Problem: Find the lines in these entries that include the word "templating" and state how many there are, with no other words.

***** Extracted material

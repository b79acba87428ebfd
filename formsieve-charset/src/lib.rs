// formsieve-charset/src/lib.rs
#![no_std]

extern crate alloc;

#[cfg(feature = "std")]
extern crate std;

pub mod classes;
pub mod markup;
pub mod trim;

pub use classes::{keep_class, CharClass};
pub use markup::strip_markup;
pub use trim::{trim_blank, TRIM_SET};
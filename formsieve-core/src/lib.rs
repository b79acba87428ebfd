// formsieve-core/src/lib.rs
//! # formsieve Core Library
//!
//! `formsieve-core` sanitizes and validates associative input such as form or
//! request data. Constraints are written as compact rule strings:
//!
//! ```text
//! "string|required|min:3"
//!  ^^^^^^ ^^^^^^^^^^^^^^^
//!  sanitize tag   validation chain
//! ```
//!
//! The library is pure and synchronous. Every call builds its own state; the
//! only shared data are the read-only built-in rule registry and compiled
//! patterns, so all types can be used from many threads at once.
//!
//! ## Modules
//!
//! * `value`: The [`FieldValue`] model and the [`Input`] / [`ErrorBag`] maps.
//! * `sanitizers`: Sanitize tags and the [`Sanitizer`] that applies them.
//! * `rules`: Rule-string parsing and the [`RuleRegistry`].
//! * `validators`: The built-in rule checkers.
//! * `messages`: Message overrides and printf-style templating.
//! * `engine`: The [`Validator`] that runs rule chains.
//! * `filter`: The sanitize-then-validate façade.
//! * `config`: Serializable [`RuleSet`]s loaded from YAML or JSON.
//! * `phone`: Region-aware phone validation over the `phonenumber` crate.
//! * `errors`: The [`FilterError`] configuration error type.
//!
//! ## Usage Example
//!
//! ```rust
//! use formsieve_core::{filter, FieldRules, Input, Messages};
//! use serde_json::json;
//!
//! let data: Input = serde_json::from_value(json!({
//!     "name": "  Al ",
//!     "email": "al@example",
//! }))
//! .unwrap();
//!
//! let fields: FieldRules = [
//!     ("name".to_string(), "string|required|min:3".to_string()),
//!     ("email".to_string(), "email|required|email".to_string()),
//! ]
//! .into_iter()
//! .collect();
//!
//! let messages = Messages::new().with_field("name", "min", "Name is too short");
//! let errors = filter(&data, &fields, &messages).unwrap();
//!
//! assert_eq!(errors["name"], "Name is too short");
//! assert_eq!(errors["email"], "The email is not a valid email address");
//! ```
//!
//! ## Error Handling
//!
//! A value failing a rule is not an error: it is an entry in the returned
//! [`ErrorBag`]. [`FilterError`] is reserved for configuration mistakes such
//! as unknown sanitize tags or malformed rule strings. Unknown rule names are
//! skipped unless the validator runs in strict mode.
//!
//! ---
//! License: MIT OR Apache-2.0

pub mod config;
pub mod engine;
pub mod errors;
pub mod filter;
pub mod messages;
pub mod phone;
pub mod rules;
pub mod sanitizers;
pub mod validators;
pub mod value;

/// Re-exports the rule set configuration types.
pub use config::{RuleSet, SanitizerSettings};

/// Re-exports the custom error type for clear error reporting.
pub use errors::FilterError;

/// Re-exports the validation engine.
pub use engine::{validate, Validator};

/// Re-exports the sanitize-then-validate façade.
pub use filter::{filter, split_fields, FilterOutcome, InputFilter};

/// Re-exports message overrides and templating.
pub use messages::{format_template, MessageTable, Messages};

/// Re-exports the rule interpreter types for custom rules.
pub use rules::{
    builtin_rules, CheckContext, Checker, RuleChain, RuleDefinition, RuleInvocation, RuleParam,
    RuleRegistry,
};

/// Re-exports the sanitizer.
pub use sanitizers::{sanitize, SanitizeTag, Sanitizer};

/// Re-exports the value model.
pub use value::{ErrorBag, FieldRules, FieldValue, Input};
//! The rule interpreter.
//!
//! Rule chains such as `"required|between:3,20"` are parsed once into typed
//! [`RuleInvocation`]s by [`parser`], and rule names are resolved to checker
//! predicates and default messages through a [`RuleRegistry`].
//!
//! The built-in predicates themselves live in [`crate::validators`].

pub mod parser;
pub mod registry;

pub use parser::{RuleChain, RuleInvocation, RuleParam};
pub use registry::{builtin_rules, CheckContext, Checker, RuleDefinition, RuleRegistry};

**********
***** Extracted material

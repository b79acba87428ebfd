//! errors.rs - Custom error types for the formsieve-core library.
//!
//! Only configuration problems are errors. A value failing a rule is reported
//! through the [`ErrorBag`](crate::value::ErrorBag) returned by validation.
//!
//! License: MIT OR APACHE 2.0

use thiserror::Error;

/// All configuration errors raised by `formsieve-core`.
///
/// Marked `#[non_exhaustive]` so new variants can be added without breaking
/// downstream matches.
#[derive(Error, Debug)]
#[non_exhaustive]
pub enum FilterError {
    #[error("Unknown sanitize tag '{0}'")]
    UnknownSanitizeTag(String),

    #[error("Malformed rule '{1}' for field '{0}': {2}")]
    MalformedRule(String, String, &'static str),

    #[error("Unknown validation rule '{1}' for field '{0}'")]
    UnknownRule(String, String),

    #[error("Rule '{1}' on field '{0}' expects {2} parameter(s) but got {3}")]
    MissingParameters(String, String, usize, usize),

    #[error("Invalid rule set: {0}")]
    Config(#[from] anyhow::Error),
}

**********
***** Extracted material

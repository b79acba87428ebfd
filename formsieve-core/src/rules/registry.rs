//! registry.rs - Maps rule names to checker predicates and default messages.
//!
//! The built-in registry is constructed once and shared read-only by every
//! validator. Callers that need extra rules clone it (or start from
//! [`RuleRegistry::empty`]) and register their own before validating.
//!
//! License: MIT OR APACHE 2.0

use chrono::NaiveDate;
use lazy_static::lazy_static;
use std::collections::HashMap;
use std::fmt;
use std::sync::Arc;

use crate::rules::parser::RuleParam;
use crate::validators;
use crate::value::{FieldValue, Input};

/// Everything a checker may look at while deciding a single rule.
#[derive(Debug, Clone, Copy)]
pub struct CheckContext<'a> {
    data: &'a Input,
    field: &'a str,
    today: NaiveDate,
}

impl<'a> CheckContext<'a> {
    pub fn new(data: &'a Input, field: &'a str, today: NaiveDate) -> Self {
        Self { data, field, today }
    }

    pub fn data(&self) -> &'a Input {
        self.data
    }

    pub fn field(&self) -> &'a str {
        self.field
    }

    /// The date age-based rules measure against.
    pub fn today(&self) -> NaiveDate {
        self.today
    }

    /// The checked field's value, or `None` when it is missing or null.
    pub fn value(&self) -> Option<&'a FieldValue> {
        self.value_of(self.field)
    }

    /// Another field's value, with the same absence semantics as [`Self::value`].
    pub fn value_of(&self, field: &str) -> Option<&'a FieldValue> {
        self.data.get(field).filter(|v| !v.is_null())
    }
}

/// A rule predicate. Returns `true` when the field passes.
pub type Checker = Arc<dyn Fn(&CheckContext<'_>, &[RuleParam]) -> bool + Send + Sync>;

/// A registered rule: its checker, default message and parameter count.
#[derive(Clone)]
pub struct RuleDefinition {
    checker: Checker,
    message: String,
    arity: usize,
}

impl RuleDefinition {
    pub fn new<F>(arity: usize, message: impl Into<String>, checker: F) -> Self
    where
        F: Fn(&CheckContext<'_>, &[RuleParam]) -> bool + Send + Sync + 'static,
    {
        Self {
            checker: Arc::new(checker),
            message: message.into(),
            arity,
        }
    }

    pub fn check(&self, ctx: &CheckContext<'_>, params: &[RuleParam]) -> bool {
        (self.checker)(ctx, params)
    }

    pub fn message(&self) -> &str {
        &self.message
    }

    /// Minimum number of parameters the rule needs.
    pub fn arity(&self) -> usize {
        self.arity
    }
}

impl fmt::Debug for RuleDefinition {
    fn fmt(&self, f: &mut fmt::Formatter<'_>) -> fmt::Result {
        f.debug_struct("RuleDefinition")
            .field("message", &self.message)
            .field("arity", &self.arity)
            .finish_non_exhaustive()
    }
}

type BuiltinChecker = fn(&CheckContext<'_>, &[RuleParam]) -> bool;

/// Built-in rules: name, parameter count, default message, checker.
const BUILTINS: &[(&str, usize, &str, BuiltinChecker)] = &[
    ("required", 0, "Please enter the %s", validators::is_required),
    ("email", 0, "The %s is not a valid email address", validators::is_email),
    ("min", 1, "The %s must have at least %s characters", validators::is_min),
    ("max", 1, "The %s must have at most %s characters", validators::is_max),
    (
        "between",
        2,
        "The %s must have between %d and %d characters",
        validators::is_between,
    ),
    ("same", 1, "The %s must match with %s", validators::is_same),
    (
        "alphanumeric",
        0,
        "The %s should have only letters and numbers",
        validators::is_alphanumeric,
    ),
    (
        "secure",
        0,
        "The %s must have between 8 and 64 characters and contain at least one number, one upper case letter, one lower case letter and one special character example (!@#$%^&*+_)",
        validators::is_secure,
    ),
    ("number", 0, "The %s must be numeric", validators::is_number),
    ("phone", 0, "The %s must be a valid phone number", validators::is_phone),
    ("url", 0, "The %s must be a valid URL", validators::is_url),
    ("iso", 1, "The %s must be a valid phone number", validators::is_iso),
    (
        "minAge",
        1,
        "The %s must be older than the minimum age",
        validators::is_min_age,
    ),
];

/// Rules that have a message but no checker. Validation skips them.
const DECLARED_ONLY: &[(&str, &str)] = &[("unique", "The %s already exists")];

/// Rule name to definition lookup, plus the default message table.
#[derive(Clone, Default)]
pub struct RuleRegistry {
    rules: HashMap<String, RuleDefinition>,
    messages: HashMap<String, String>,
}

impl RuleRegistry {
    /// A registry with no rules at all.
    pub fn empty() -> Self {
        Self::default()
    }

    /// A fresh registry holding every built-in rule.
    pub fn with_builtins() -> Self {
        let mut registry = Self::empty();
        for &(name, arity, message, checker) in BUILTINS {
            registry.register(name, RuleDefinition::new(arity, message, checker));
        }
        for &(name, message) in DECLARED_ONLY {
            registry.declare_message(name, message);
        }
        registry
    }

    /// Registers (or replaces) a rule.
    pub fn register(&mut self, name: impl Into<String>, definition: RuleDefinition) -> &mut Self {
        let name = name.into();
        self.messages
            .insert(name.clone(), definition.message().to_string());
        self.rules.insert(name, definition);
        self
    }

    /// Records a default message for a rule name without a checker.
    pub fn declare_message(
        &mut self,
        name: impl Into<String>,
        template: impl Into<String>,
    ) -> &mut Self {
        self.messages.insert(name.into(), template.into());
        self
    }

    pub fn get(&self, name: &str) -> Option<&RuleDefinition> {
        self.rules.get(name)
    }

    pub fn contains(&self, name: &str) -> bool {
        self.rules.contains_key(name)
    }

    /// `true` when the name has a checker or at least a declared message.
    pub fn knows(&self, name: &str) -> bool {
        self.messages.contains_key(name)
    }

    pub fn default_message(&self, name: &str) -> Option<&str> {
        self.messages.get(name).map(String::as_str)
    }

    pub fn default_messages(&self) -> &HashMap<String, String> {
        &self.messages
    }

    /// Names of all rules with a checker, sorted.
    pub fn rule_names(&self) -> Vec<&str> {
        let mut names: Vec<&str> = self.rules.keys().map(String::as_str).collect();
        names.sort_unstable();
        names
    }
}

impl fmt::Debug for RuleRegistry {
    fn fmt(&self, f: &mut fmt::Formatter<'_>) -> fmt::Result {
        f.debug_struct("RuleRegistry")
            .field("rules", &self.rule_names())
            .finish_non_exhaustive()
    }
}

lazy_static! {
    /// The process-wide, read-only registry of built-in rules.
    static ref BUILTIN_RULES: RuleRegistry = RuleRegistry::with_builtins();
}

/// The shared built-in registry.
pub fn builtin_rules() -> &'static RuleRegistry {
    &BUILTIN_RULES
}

**********

Task solution: 2